佐々木は難しそうな顔をしながら紙の束と向き合っていた。

文章を赤線を引いて消しては別の文字を書き込むといった作業を繰り返し続けている。

その作業を繰り返し続けながら、佐々木は壁にかかっているカレンダーをちらりと見やる。

カレンダーには所々丸がつけられ、「締め切り」だとか「入稿」だとか書かれている。

 (直しの時間を入れると・・本当にギリギリだな)

佐々木は思わずため息をつくと傍らに置いてあるタバコを取り出し、火をつけて一服やりだした。

何度か煙を吐き出して気を落ち着かせようとするが、なかなかうまくいかない。

灰皿にタバコを押し付けて火を消す動作も自然、焦ったものになっていた。

 (やっぱり・・・断わりゃよかったかな・・だが、引き受けた以上はなぁ・・)

佐々木はタバコを吸いながら思わず天井を見やる。

佐々木が取り掛かっているのは教会の広報用の原稿。

この教会では月に一度、教会の会報を発行している。

教会で行っている様々な行事やその他の活動などの報告、聖書や聖人などの逸話をわかりやすく語った話などを載せて信者や教会へやって来る人に配っているのだ。

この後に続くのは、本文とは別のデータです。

//! Stitch pass - derives a padded [`HeightfieldBuffer`] for every leaf with
//! raw height data, pulling border rows from whatever neighbors overlap it.

use std::sync::Arc;

use glam::Vec3;

use crate::attribute::{AttributeId, AttributeRegistry, AttributeValue};
use crate::octree::{Box3, MetavoxelTree};
use crate::traverse::{walk, CellInfo, Lod, Visit, Visitor};

use super::buffer::{HeightfieldBuffer, HEIGHT_EXTENSION, SHARED_EDGE};
use super::fetch::fetch_into;

/// Accumulates world-space boxes whose source data changed since the last
/// stitch, so an update pass can re-fetch only what it must.
#[derive(Debug)]
pub struct DirtyRegion {
  boxes: Vec<Box3>,
  bounds: Box3,
}

impl Default for DirtyRegion {
  fn default() -> Self {
    Self::new()
  }
}

impl DirtyRegion {
  pub fn new() -> Self {
    Self {
      boxes: Vec::new(),
      bounds: Box3::EMPTY,
    }
  }

  pub fn mark(&mut self, bounds: Box3) {
    if bounds.is_empty() {
      return;
    }
    self.bounds.add(&bounds);
    self.boxes.push(bounds);
  }

  pub fn is_empty(&self) -> bool {
    self.boxes.is_empty()
  }

  /// Union of all marked boxes.
  pub fn bounds(&self) -> Box3 {
    self.bounds
  }

  pub fn boxes(&self) -> &[Box3] {
    &self.boxes
  }

  pub fn clear(&mut self) {
    self.boxes.clear();
    self.bounds = Box3::EMPTY;
  }
}

/// One leaf cell that needs a stitched buffer.
struct Patch {
  minimum: Vec3,
  size: f32,
  height_width: usize,
  color_width: usize,
  has_material: bool,
  existing: Option<Arc<HeightfieldBuffer>>,
}

impl Patch {
  fn cell(&self) -> Box3 {
    Box3::cube(self.minimum, self.size)
  }

  fn fresh_buffer(&self) -> HeightfieldBuffer {
    HeightfieldBuffer::new(
      self.minimum,
      self.size,
      self.height_width + HEIGHT_EXTENSION,
      self.color_width + SHARED_EDGE,
      self.has_material,
    )
  }

  /// A carried-over buffer is only reusable while the raw rasters kept
  /// their resolution.
  fn reusable(&self) -> Option<HeightfieldBuffer> {
    let existing = self.existing.as_deref()?;
    if existing.inner_size() != self.height_width
      || existing.color_size() != self.color_width + SHARED_EDGE
      || existing.has_material() != self.has_material
    {
      return None;
    }
    Some(existing.clone())
  }
}

struct PatchCollector {
  inputs: [AttributeId; 4],
  lod: Lod,
  patches: Vec<Patch>,
}

impl Visitor for PatchCollector {
  fn inputs(&self) -> &[AttributeId] {
    &self.inputs
  }

  fn lod(&self) -> Lod {
    self.lod
  }

  fn visit(&mut self, info: &CellInfo, _outputs: &mut [AttributeValue]) -> Visit {
    if !info.is_leaf {
      return Visit::descend();
    }
    let Some(height) = info.inputs[0].as_height() else {
      return Visit::Stop;
    };
    let color_width = info.inputs[1].as_color().map_or(height.width, |c| c.width);
    let has_material = info.inputs[2].as_material().is_some();
    self.patches.push(Patch {
      minimum: info.minimum,
      size: info.size,
      height_width: height.width,
      color_width,
      has_material,
      existing: info.inputs[3].as_heightfield_buffer().cloned(),
    });
    Visit::Stop
  }
}

fn collect_patches(tree: &MetavoxelTree, registry: &AttributeRegistry, lod: Lod) -> Vec<Patch> {
  let mut collector = PatchCollector {
    inputs: [
      AttributeRegistry::HEIGHT,
      AttributeRegistry::COLOR,
      AttributeRegistry::MATERIAL,
      AttributeRegistry::HEIGHTFIELD_BUFFER,
    ],
    lod,
    patches: Vec::new(),
  };
  walk(tree, registry, &mut collector);
  collector.patches
}

fn publish(tree: &mut MetavoxelTree, writes: Vec<(Box3, HeightfieldBuffer)>) -> usize {
  let count = writes.len();
  for (cell, buffer) in writes {
    tree.set(
      AttributeRegistry::HEIGHTFIELD_BUFFER,
      &cell,
      AttributeValue::HeightfieldBuffer(Arc::new(buffer)),
    );
  }
  count
}

/// Build a stitched buffer for every leaf with height data. A carried-over
/// buffer of matching resolution is value-copied and refreshed in place of
/// a zero-filled allocation.
#[cfg_attr(feature = "tracing", tracing::instrument(skip_all))]
pub fn build_buffers(tree: &mut MetavoxelTree, registry: &AttributeRegistry, lod: Lod) -> usize {
  let patches = collect_patches(tree, registry, lod);
  let mut writes = Vec::with_capacity(patches.len());
  for patch in &patches {
    let mut buffer = patch.reusable().unwrap_or_else(|| patch.fresh_buffer());
    let target = buffer.height_bounds();
    fetch_into(tree, registry, &mut buffer, &target, lod);
    writes.push((patch.cell(), buffer));
  }
  publish(tree, writes)
}

/// Re-fetch every stitched buffer whose extended raster overlaps the dirty
/// region. Buffers without an intersection are left untouched; buffers whose
/// raw resolution changed are rebuilt in full.
#[cfg_attr(feature = "tracing", tracing::instrument(skip_all))]
pub fn update_buffers(
  tree: &mut MetavoxelTree,
  registry: &AttributeRegistry,
  dirty: &DirtyRegion,
  lod: Lod,
) -> usize {
  if dirty.is_empty() {
    return 0;
  }
  let patches = collect_patches(tree, registry, lod);
  let mut writes = Vec::new();
  for patch in &patches {
    match patch.reusable() {
      Some(mut buffer) => {
        if !buffer.height_bounds().intersects(&dirty.bounds()) {
          continue;
        }
        let mut touched = false;
        for marked in dirty.boxes() {
          let target = marked.intersection(&buffer.height_bounds());
          if target.is_empty() {
            continue;
          }
          fetch_into(tree, registry, &mut buffer, &target, lod);
          touched = true;
        }
        if touched {
          writes.push((patch.cell(), buffer));
        }
      }
      None => {
        let mut buffer = patch.fresh_buffer();
        let target = buffer.height_bounds();
        fetch_into(tree, registry, &mut buffer, &target, lod);
        writes.push((patch.cell(), buffer));
      }
    }
  }
  publish(tree, writes)
}

#[cfg(test)]
#[path = "stitch_test.rs"]
mod stitch_test;
//! Voxel surface extraction: packed Hermite data, the quadric error
//! minimizer, and the dual contouring pass that turns a leaf's lattice into
//! a quad mesh.

pub mod buffer;
pub mod extract;
pub mod hermite;
pub mod qef;

pub use buffer::{VoxelBuffer, VoxelVertex, MATERIAL_SLOTS};
pub use extract::{build_voxel_buffers, extract_voxel_buffer};
pub use qef::Qef;
//! Protected dispatch: turns an [`AuthDecision`] into a response according
//! to the active gateway mode.
//!
//! All three modes share the pipeline as their only decision source; they
//! differ solely in how a decision is rendered. A request is never forwarded
//! upstream in any state other than `Authorized`.

pub mod proxy;

use axum::{
    body::Body,
    extract::{Request, State},
    http::{StatusCode, header},
    response::{Html, IntoResponse, Response},
};
use tower::ServiceExt;
use tower_cookies::Cookies;

use crate::auth::{AuthDecision, evaluate, redirect::safe_redirect_url};
use crate::config::{AuthMode, SESSION_COOKIE};
use crate::pages;
use crate::routes::AppState;

/// Fallback handler for every path that is not an auth or health endpoint.
#[tracing::instrument(name = "gateway.dispatch", skip_all, fields(path = %req.uri().path()))]
pub async fn dispatch(State(state): State<AppState>, cookies: Cookies, req: Request) -> Response {
    let token = cookies.get(SESSION_COOKIE).map(|c| c.value().to_string());
    let mut session = state.provider.open_session();
    let decision = evaluate(
        session.as_mut(),
        token.as_deref(),
        state.config.group_field.as_deref(),
    )
    .await;

    match decision {
        AuthDecision::Unauthenticated(reason) => {
            tracing::debug!(?reason, "request denied: unauthenticated");
            deny_unauthenticated(&state, &req)
        }
        AuthDecision::Unauthorized { user, reason } => {
            tracing::debug!(user_id = %user.id, ?reason, "request denied: unauthorized");
            (
                StatusCode::FORBIDDEN,
                Html(pages::not_a_member_page(
                    &user.email,
                    state.config.group_field.as_deref(),
                )),
            )
                .into_response()
        }
        AuthDecision::Authorized(user) => match state.config.mode {
            AuthMode::Proxy => proxy::forward(&state, &user, req).await,
            AuthMode::Static | AuthMode::ForwardAuth => serve_static(&state, req).await,
        },
    }
}

/// Render an unauthenticated denial per mode. In forwardauth mode the
/// reverse proxy owns the login redirect, so a bare 401 suffices; in proxy
/// mode the login page carries the original URL so a successful login lands
/// the user back where they were.
fn deny_unauthenticated(state: &AppState, req: &Request) -> Response {
    let config = &state.config;
    match config.mode {
        AuthMode::ForwardAuth => (StatusCode::UNAUTHORIZED, "Unauthorized").into_response(),
        AuthMode::Static => (StatusCode::UNAUTHORIZED, login_page(state, None)).into_response(),
        AuthMode::Proxy => {
            let requested = original_request_url(req);
            let rd = safe_redirect_url(
                Some(&requested),
                config.allowed_redirect_domains.as_deref(),
                config.public_url.as_deref(),
                "",
            );
            let rd = (!rd.is_empty()).then_some(rd);
            (StatusCode::UNAUTHORIZED, login_page(state, rd.as_deref())).into_response()
        }
    }
}

fn login_page(state: &AppState, rd: Option<&str>) -> Html<String> {
    let config = &state.config;
    Html(pages::login_page(
        config.pocketbase_url.as_str(),
        config.pocketbase_url_microsoft.as_ref().map(|u| u.as_str()),
        rd,
    ))
}

/// Reconstruct the absolute URL the client asked for, trusting
/// `X-Forwarded-Proto` for the scheme when present.
fn original_request_url(req: &Request) -> String {
    let scheme = req
        .headers()
        .get("x-forwarded-proto")
        .and_then(|v| v.to_str().ok())
        .unwrap_or("http");
    let host = req
        .headers()
        .get(header::HOST)
        .and_then(|v| v.to_str().ok())
        .unwrap_or("localhost");
    format!("{scheme}://{host}{}", req.uri())
}

/// Serve the protected content directory.
async fn serve_static(state: &AppState, req: Request) -> Response {
    let response = state
        .static_files
        .clone()
        .oneshot(req)
        .await
        .unwrap_or_else(|err| match err {});
    response.map(Body::new)
}
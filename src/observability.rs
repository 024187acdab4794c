//! Tracing initialization.

use tracing_subscriber::{EnvFilter, layer::SubscriberExt, util::SubscriberInitExt};

/// Initialize the tracing subscriber.
///
/// Log filtering is controlled by `RUST_LOG`; the default is `info` for the
/// gateway and `warn` for everything else.
pub fn init_tracing() {
    let filter = EnvFilter::try_from_default_env()
        .unwrap_or_else(|_| EnvFilter::new("warn,portcullis=info,tower_http=info"));

    tracing_subscriber::registry()
        .with(filter)
        .with(
            tracing_subscriber::fmt::layer()
                .compact()
                .with_target(true),
        )
        .init();
}
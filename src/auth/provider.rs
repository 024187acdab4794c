//! PocketBase identity-provider client.
//!
//! The provider is wrapped behind the [`IdentityProvider`] trait so the
//! pipeline can be exercised without a network. A fresh session is opened
//! per request: the session object carries the current token and user record
//! as internal state, and sharing it across requests would leak one user's
//! session into another's evaluation.

use std::time::Duration;

use async_trait::async_trait;
use base64::Engine;
use base64::engine::general_purpose::URL_SAFE_NO_PAD;
use http::StatusCode;
use serde::Deserialize;
use serde_json::Value;
use url::Url;

use super::decision::AuthenticatedUser;

/// Timeout applied to each outbound provider call. Timeouts surface as the
/// corresponding pipeline failure reason; nothing is retried.
const PROVIDER_TIMEOUT: Duration = Duration::from_secs(5);

/// Errors from identity-provider calls.
#[derive(Debug, thiserror::Error)]
pub enum ProviderError {
    #[error("no session loaded")]
    NoSession,

    #[error("no record matched")]
    NotFound,

    #[error("provider returned {0}")]
    Status(StatusCode),

    #[error("provider request failed: {0}")]
    Transport(#[from] reqwest::Error),

    #[error("malformed provider response: {0}")]
    Malformed(String),
}

/// A per-request session against the identity provider.
#[async_trait]
pub trait IdentityProvider: Send {
    /// Load a raw token into the session, returning whether it is
    /// structurally valid (parseable and not locally expired). No network.
    fn load_session(&mut self, token: &str) -> bool;

    /// Re-validate the session server-side. May rotate the token.
    async fn refresh(&mut self) -> Result<(), ProviderError>;

    /// The authenticated user, available after a successful refresh.
    fn current_user(&self) -> Option<AuthenticatedUser>;

    /// Fetch the single group-membership record keyed by this user id.
    async fn fetch_group_record(&self, user_id: &str) -> Result<Value, ProviderError>;

    /// The current session token, possibly rotated by a refresh.
    fn session_token(&self) -> Option<&str>;
}

/// Opens fresh provider sessions. Held in shared state; the sessions it
/// produces are request-scoped.
pub trait ProviderFactory: Send + Sync {
    fn open_session(&self) -> Box<dyn IdentityProvider>;
}

/// PocketBase client configuration shared across requests: base URL and a
/// connection-pooling HTTP client. No auth state lives here.
pub struct PocketBase {
    base_url: Url,
    http: reqwest::Client,
}

impl PocketBase {
    pub fn new(base_url: Url) -> Self {
        let http = reqwest::Client::builder()
            .timeout(PROVIDER_TIMEOUT)
            .build()
            .unwrap_or_default();
        Self { base_url, http }
    }
}

impl ProviderFactory for PocketBase {
    fn open_session(&self) -> Box<dyn IdentityProvider> {
        Box::new(PocketBaseSession {
            base_url: self.base_url.clone(),
            http: self.http.clone(),
            token: None,
            user: None,
        })
    }
}

/// Response of the auth-refresh endpoint.
#[derive(Debug, Deserialize)]
struct RefreshResponse {
    token: String,
    record: Option<UserRecord>,
}

#[derive(Debug, Deserialize)]
struct UserRecord {
    id: String,
    #[serde(default)]
    email: String,
}

/// Response of a record-list query.
#[derive(Debug, Deserialize)]
struct ListResponse {
    #[serde(default)]
    items: Vec<Value>,
}

/// A single request's session against a PocketBase instance.
pub struct PocketBaseSession {
    base_url: Url,
    http: reqwest::Client,
    token: Option<String>,
    user: Option<AuthenticatedUser>,
}

impl PocketBaseSession {
    fn endpoint(&self, path: &str) -> Result<Url, ProviderError> {
        self.base_url
            .join(path)
            .map_err(|e| ProviderError::Malformed(format!("bad endpoint {path}: {e}")))
    }
}

#[async_trait]
impl IdentityProvider for PocketBaseSession {
    fn load_session(&mut self, token: &str) -> bool {
        self.token = Some(token.to_string());
        token_is_unexpired(token)
    }

    async fn refresh(&mut self) -> Result<(), ProviderError> {
        let token = self.token.as_deref().ok_or(ProviderError::NoSession)?;
        let url = self.endpoint("api/collections/users/records/auth-refresh")?;

        let response = self
            .http
            .post(url)
            .header(http::header::AUTHORIZATION, token)
            .send()
            .await?;

        let status = response.status();
        if !status.is_success() {
            return Err(ProviderError::Status(status));
        }

        let refreshed: RefreshResponse = response
            .json()
            .await
            .map_err(|e| ProviderError::Malformed(e.to_string()))?;

        self.token = Some(refreshed.token);
        self.user = refreshed.record.map(|record| AuthenticatedUser {
            id: record.id,
            email: record.email,
        });
        Ok(())
    }

    fn current_user(&self) -> Option<AuthenticatedUser> {
        self.user.clone()
    }

    async fn fetch_group_record(&self, user_id: &str) -> Result<Value, ProviderError> {
        let token = self.token.as_deref().ok_or(ProviderError::NoSession)?;
        let url = self.endpoint("api/collections/groups/records")?;
        let filter = format!("(user_id='{}')", escape_filter_value(user_id));

        let response = self
            .http
            .get(url)
            .header(http::header::AUTHORIZATION, token)
            .query(&[
                ("page", "1"),
                ("perPage", "1"),
                ("skipTotal", "1"),
                ("filter", filter.as_str()),
            ])
            .send()
            .await?;

        let status = response.status();
        if !status.is_success() {
            return Err(ProviderError::Status(status));
        }

        let list: ListResponse = response
            .json()
            .await
            .map_err(|e| ProviderError::Malformed(e.to_string()))?;

        list.items.into_iter().next().ok_or(ProviderError::NotFound)
    }

    fn session_token(&self) -> Option<&str> {
        self.token.as_deref()
    }
}

/// Escape a value for interpolation into a PocketBase filter string literal.
fn escape_filter_value(value: &str) -> String {
    value.replace('\\', "\\\\").replace('\'', "\\'")
}

/// Structural validity check for a PocketBase session token: a decodable JWT
/// payload whose `exp` claim is in the future. The signature is deliberately
/// not verified; the server-side refresh is the authority. Necessary but not
/// sufficient.
fn token_is_unexpired(token: &str) -> bool {
    let mut segments = token.split('.');
    let (Some(_), Some(payload), Some(_), None) = (
        segments.next(),
        segments.next(),
        segments.next(),
        segments.next(),
    ) else {
        return false;
    };

    let Ok(decoded) = URL_SAFE_NO_PAD.decode(payload) else {
        return false;
    };
    let Ok(claims) = serde_json::from_slice::<Value>(&decoded) else {
        return false;
    };
    let Some(exp) = claims.get("exp").and_then(Value::as_i64) else {
        return false;
    };

    exp > chrono::Utc::now().timestamp()
}
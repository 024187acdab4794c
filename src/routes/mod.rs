//! HTTP route wiring and shared application state.

pub mod auth;
pub mod error;
pub mod health;

use std::sync::Arc;

use axum::{
    Router,
    routing::{get, post},
};
use tower_cookies::CookieManagerLayer;
use tower_http::{services::ServeDir, trace::TraceLayer};

use crate::auth::{PocketBase, ProviderFactory};
use crate::config::GatewayConfig;
use crate::gateway;

/// Shared application state. Everything here is immutable or internally
/// synchronized; per-request auth state lives in the provider sessions the
/// factory opens.
#[derive(Clone)]
pub struct AppState {
    pub config: Arc<GatewayConfig>,
    pub provider: Arc<dyn ProviderFactory>,
    /// Client for upstream forwarding in proxy mode. Redirects are not
    /// followed; the upstream's redirects belong to the end user.
    pub http_client: reqwest::Client,
    pub static_files: ServeDir,
}

impl AppState {
    pub fn new(config: GatewayConfig) -> Self {
        let provider = Arc::new(PocketBase::new(config.pocketbase_url.clone()));
        Self::with_provider(config, provider)
    }

    /// Construct state with a custom provider factory. Used by tests to
    /// substitute a scripted provider.
    pub fn with_provider(config: GatewayConfig, provider: Arc<dyn ProviderFactory>) -> Self {
        let http_client = reqwest::Client::builder()
            .redirect(reqwest::redirect::Policy::none())
            .build()
            .unwrap_or_default();
        let static_files = ServeDir::new(&config.static_dir);

        Self {
            config: Arc::new(config),
            provider,
            http_client,
            static_files,
        }
    }
}

/// Build the gateway router.
///
/// The login page, credential exchange, logout, verify, and health endpoints
/// always bypass the pipeline; every other path falls through to the
/// mode-dependent protected dispatch.
pub fn build_router(state: AppState) -> Router {
    Router::new()
        .route("/auth/verify", get(auth::verify))
        .route("/login", get(auth::login_page))
        .route("/api/cookie", post(auth::exchange_cookie))
        .route("/api/logout", post(auth::logout))
        .route("/healthz", get(health::healthz))
        .fallback(gateway::dispatch)
        .layer(CookieManagerLayer::new())
        .layer(TraceLayer::new_for_http())
        .with_state(state)
}
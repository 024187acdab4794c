//! Gateway configuration.
//!
//! The gateway is configured entirely from environment variables, loaded once
//! at startup into an immutable [`GatewayConfig`] that is passed by reference
//! everywhere. Missing required settings for the selected mode fail fast at
//! startup, never per-request.

use std::{env, path::PathBuf, str::FromStr};

use url::Url;

/// Name of the session cookie carrying the PocketBase token.
pub const SESSION_COOKIE: &str = "pb_auth";

/// Errors raised while loading or validating configuration. All of these are
/// fatal at startup.
#[derive(Debug, thiserror::Error)]
pub enum ConfigError {
    #[error("{0} environment variable is required")]
    MissingVar(&'static str),

    #[error("{name} is invalid: {reason}")]
    InvalidVar { name: &'static str, reason: String },
}

/// Operating mode of the gateway.
#[derive(Debug, Clone, Copy, PartialEq, Eq, Default)]
pub enum AuthMode {
    /// Serve protected static content directly (default).
    #[default]
    Static,

    /// Answer a reverse proxy's auth-check subrequests; the proxy owns the
    /// login redirect.
    ForwardAuth,

    /// Forward authorized requests to an upstream origin with identity
    /// headers injected.
    Proxy,
}

impl std::fmt::Display for AuthMode {
    fn fmt(&self, f: &mut std::fmt::Formatter<'_>) -> std::fmt::Result {
        let name = match self {
            AuthMode::Static => "static",
            AuthMode::ForwardAuth => "forwardauth",
            AuthMode::Proxy => "proxy",
        };
        f.write_str(name)
    }
}

impl FromStr for AuthMode {
    type Err = String;

    fn from_str(s: &str) -> Result<Self, Self::Err> {
        match s.to_ascii_lowercase().as_str() {
            "static" => Ok(AuthMode::Static),
            "forwardauth" => Ok(AuthMode::ForwardAuth),
            "proxy" => Ok(AuthMode::Proxy),
            other => Err(format!(
                "unknown mode {other:?}, expected static, forwardauth, or proxy"
            )),
        }
    }
}

/// `SameSite` policy for the session cookie.
///
/// `None` (the default) is required when the login page posts the token from
/// a CDN-hosted script cross-site, and implies `Secure`. `Lax` suits
/// same-site deployments behind a single origin.
#[derive(Debug, Clone, Copy, PartialEq, Eq, Default)]
pub enum SameSitePolicy {
    Lax,
    #[default]
    None,
}

impl FromStr for SameSitePolicy {
    type Err = String;

    fn from_str(s: &str) -> Result<Self, Self::Err> {
        match s.to_ascii_lowercase().as_str() {
            "lax" => Ok(SameSitePolicy::Lax),
            "none" => Ok(SameSitePolicy::None),
            other => Err(format!("unknown SameSite policy {other:?}, expected lax or none")),
        }
    }
}

/// Immutable gateway configuration, loaded once at process start.
#[derive(Debug, Clone)]
pub struct GatewayConfig {
    /// Base URL of the PocketBase instance.
    pub pocketbase_url: Url,

    /// Separate PocketBase URL used by the login page for the Microsoft
    /// OAuth flow, when that provider lives on its own instance.
    pub pocketbase_url_microsoft: Option<Url>,

    /// Name of the boolean field on the group-membership record that gates
    /// authorization. When unset, group enforcement is disabled entirely and
    /// authentication alone grants access.
    pub group_field: Option<String>,

    /// Operating mode.
    pub mode: AuthMode,

    /// Upstream origin for proxy mode.
    pub upstream_url: Option<Url>,

    /// Comma-separated list of domains that post-login redirects may target.
    pub allowed_redirect_domains: Option<String>,

    /// Public URL of this gateway, used for same-origin redirect exemption.
    pub public_url: Option<String>,

    /// Directory served in static and forwardauth modes.
    pub static_dir: PathBuf,

    /// `SameSite` policy for the session cookie.
    pub cookie_same_site: SameSitePolicy,
}

impl GatewayConfig {
    /// Load configuration from the environment and validate it for the
    /// selected mode.
    pub fn from_env() -> Result<Self, ConfigError> {
        let pocketbase_url = require_url("POCKETBASE_URL")?;
        let pocketbase_url_microsoft = optional_url("POCKETBASE_URL_MICROSOFT")?;

        let mode = match optional("AUTH_MODE") {
            Some(raw) => raw
                .parse()
                .map_err(|reason| ConfigError::InvalidVar { name: "AUTH_MODE", reason })?,
            None => AuthMode::default(),
        };

        let cookie_same_site = match optional("COOKIE_SAME_SITE") {
            Some(raw) => raw.parse().map_err(|reason| ConfigError::InvalidVar {
                name: "COOKIE_SAME_SITE",
                reason,
            })?,
            None => SameSitePolicy::default(),
        };

        let config = Self {
            pocketbase_url,
            pocketbase_url_microsoft,
            group_field: optional("POCKETBASE_GROUP"),
            mode,
            upstream_url: optional_url("UPSTREAM_URL")?,
            allowed_redirect_domains: optional("ALLOWED_REDIRECT_DOMAINS"),
            public_url: optional("PUBLIC_URL"),
            static_dir: optional("STATIC_DIR").map_or_else(|| PathBuf::from("./build"), PathBuf::from),
            cookie_same_site,
        };

        config.validate()?;
        Ok(config)
    }

    /// Cross-field validation. Proxy mode is unusable without an upstream.
    pub fn validate(&self) -> Result<(), ConfigError> {
        if self.mode == AuthMode::Proxy && self.upstream_url.is_none() {
            return Err(ConfigError::MissingVar("UPSTREAM_URL"));
        }
        Ok(())
    }
}

/// Read an environment variable, treating empty values as absent.
fn optional(name: &str) -> Option<String> {
    env::var(name).ok().map(|v| v.trim().to_string()).filter(|v| !v.is_empty())
}

fn require_url(name: &'static str) -> Result<Url, ConfigError> {
    let raw = optional(name).ok_or(ConfigError::MissingVar(name))?;
    Url::parse(&raw).map_err(|e| ConfigError::InvalidVar { name, reason: e.to_string() })
}

fn optional_url(name: &'static str) -> Result<Option<Url>, ConfigError> {
    optional(name)
        .map(|raw| {
            Url::parse(&raw).map_err(|e| ConfigError::InvalidVar { name, reason: e.to_string() })
        })
        .transpose()
}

本来は別の神父が広報原稿の編集の仕事を担当しているのだが、担当者が急病になって仕事が出来ない状況になり、それで佐々木が編集することになったのである。

 とはいえ、中々思うように作業が進まず、それで苛立っているものである。

(早く終わらせないと・・・。まだあるからなぁ)

佐々木はチラリとベッド脇の小卓に置かれている原稿に目をやる。

そこにはまだチェックしていない原稿が置かれていた。

やれやれ・・・と佐々木がため息をついて作業に戻ろうとしたそのときだった。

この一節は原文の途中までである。